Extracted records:
Segment Open

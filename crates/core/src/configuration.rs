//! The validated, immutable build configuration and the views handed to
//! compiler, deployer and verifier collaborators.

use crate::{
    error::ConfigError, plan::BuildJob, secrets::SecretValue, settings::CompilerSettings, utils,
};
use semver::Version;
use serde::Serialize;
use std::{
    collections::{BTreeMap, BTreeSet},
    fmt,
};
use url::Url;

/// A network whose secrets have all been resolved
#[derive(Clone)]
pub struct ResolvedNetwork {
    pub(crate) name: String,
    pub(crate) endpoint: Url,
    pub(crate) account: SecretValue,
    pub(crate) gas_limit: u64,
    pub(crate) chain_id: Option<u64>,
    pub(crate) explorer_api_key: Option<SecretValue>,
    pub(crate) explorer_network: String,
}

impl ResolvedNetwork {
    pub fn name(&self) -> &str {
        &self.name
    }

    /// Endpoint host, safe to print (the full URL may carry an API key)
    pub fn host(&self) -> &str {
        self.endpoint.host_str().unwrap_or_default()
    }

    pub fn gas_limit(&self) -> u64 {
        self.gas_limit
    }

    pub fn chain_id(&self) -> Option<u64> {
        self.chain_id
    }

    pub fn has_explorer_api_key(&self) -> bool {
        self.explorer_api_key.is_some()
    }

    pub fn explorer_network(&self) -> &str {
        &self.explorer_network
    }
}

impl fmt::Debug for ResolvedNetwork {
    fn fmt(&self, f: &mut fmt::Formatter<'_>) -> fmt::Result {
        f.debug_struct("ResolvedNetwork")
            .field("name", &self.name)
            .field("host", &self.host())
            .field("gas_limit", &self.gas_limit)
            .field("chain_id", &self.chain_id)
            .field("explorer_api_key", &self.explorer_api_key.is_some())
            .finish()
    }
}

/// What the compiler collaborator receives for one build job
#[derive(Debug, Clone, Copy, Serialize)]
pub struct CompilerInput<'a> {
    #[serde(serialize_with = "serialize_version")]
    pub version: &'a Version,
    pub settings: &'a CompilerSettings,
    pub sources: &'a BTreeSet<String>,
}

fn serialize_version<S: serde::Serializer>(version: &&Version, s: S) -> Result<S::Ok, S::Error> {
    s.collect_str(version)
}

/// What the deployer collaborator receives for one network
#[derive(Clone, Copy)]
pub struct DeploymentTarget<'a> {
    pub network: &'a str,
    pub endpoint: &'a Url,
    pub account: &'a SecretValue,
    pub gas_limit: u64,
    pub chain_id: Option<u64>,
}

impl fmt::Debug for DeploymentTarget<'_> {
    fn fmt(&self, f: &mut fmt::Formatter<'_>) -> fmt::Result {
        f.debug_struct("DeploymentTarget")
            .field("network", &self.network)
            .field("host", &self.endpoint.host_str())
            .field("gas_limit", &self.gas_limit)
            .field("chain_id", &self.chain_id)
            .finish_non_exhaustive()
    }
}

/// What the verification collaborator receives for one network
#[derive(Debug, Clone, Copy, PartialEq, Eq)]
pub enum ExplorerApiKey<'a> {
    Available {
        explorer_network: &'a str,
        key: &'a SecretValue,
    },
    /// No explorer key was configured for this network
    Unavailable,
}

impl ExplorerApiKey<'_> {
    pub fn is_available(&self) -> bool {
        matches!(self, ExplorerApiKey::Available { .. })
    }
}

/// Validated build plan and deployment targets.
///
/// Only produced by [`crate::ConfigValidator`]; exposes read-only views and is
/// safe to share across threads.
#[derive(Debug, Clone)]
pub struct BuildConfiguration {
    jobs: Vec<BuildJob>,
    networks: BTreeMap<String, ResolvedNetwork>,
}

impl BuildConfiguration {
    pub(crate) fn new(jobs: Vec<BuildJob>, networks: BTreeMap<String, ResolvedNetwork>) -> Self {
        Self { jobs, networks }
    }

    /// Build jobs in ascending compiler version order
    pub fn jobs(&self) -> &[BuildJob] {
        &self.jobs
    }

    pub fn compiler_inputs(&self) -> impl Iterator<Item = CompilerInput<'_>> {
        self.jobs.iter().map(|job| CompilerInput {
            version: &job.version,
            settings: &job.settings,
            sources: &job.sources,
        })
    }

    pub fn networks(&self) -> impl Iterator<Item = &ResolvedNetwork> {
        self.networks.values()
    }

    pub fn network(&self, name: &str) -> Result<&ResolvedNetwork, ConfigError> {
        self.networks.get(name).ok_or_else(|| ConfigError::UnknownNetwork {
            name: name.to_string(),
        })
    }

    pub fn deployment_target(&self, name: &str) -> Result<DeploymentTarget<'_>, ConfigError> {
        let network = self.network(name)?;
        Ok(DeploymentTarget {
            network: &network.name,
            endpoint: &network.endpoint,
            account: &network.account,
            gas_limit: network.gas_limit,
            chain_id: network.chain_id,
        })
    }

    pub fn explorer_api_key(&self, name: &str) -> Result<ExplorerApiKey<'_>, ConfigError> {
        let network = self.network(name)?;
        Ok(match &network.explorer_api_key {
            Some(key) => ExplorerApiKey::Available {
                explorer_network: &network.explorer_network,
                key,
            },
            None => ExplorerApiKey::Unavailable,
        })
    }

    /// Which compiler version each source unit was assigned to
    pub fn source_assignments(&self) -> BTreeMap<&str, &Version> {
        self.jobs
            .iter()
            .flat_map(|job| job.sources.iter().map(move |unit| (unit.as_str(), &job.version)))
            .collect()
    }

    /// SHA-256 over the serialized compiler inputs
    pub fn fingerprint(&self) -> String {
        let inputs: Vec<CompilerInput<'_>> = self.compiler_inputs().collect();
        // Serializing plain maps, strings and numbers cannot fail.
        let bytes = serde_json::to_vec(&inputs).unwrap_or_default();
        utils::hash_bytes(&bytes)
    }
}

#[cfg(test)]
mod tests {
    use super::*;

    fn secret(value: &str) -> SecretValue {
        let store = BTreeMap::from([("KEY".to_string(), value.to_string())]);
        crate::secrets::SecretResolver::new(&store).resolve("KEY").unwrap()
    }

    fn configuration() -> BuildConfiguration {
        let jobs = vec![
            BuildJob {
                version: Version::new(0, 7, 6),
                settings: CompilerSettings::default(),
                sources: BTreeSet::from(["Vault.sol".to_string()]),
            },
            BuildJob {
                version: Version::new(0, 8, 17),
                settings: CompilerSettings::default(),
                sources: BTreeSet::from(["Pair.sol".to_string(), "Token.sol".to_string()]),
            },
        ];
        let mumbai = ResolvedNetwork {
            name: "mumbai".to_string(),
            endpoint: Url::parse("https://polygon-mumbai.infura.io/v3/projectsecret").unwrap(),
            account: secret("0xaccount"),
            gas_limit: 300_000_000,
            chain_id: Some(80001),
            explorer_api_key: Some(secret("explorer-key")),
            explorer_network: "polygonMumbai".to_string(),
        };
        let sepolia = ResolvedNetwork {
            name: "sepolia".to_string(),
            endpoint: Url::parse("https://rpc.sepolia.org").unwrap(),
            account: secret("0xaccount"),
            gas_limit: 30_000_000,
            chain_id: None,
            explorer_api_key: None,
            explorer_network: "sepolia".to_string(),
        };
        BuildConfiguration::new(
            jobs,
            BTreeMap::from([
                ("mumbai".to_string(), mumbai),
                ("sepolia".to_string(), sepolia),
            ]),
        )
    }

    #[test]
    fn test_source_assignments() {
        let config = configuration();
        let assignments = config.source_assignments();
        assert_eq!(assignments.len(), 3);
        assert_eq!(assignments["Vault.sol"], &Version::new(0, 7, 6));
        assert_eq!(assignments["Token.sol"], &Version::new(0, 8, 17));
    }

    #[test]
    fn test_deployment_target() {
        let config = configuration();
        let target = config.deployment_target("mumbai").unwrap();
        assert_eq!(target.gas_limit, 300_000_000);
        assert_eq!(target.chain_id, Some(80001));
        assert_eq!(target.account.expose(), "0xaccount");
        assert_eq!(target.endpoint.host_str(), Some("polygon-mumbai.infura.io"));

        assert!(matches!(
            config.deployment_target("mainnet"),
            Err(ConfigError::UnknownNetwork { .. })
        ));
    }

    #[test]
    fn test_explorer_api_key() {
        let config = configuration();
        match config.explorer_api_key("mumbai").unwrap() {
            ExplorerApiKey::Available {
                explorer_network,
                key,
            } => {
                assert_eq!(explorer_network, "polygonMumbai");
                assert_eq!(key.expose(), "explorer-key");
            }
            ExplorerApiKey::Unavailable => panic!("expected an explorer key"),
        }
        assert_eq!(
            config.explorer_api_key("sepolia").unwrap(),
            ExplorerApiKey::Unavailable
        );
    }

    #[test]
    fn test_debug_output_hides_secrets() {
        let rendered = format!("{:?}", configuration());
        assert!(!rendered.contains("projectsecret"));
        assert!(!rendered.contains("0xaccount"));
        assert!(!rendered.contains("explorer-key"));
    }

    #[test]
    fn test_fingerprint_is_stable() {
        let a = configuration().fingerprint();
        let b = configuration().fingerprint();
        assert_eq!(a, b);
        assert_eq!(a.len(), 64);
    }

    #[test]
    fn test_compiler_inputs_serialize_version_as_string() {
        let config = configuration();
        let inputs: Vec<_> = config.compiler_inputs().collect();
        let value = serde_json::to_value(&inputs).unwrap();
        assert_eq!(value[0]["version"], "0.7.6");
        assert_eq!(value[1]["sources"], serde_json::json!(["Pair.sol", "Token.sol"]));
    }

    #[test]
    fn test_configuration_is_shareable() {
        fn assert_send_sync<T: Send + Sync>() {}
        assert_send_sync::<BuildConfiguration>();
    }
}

Segment Closed

ASSIGNMENT: Return nothing but the lines from the top of the records above through the line that has "#[derive(Clone, Copy)]". Keep each one exact.

EXERCISE SOLUTION:
filename crates/core/src/configuration.rs
//! The validated, immutable build configuration and the views handed to
//! compiler, deployer and verifier collaborators.

use crate::{
    error::ConfigError, plan::BuildJob, secrets::SecretValue, settings::CompilerSettings, utils,
};
use semver::Version;
use serde::Serialize;
use std::{
    collections::{BTreeMap, BTreeSet},
    fmt,
};
use url::Url;

/// A network whose secrets have all been resolved
#[derive(Clone)]
pub struct ResolvedNetwork {
    pub(crate) name: String,
    pub(crate) endpoint: Url,
    pub(crate) account: SecretValue,
    pub(crate) gas_limit: u64,
    pub(crate) chain_id: Option<u64>,
    pub(crate) explorer_api_key: Option<SecretValue>,
    pub(crate) explorer_network: String,
}

impl ResolvedNetwork {
    pub fn name(&self) -> &str {
        &self.name
    }

    /// Endpoint host, safe to print (the full URL may carry an API key)
    pub fn host(&self) -> &str {
        self.endpoint.host_str().unwrap_or_default()
    }

    pub fn gas_limit(&self) -> u64 {
        self.gas_limit
    }

    pub fn chain_id(&self) -> Option<u64> {
        self.chain_id
    }

    pub fn has_explorer_api_key(&self) -> bool {
        self.explorer_api_key.is_some()
    }

    pub fn explorer_network(&self) -> &str {
        &self.explorer_network
    }
}

impl fmt::Debug for ResolvedNetwork {
    fn fmt(&self, f: &mut fmt::Formatter<'_>) -> fmt::Result {
        f.debug_struct("ResolvedNetwork")
            .field("name", &self.name)
            .field("host", &self.host())
            .field("gas_limit", &self.gas_limit)
            .field("chain_id", &self.chain_id)
            .field("explorer_api_key", &self.explorer_api_key.is_some())
            .finish()
    }
}

/// What the compiler collaborator receives for one build job
#[derive(Debug, Clone, Copy, Serialize)]
pub struct CompilerInput<'a> {
    #[serde(serialize_with = "serialize_version")]
    pub version: &'a Version,
    pub settings: &'a CompilerSettings,
    pub sources: &'a BTreeSet<String>,
}

fn serialize_version<S: serde::Serializer>(version: &&Version, s: S) -> Result<S::Ok, S::Error> {
    s.collect_str(version)
}

/// What the deployer collaborator receives for one network
#[derive(Clone, Copy)]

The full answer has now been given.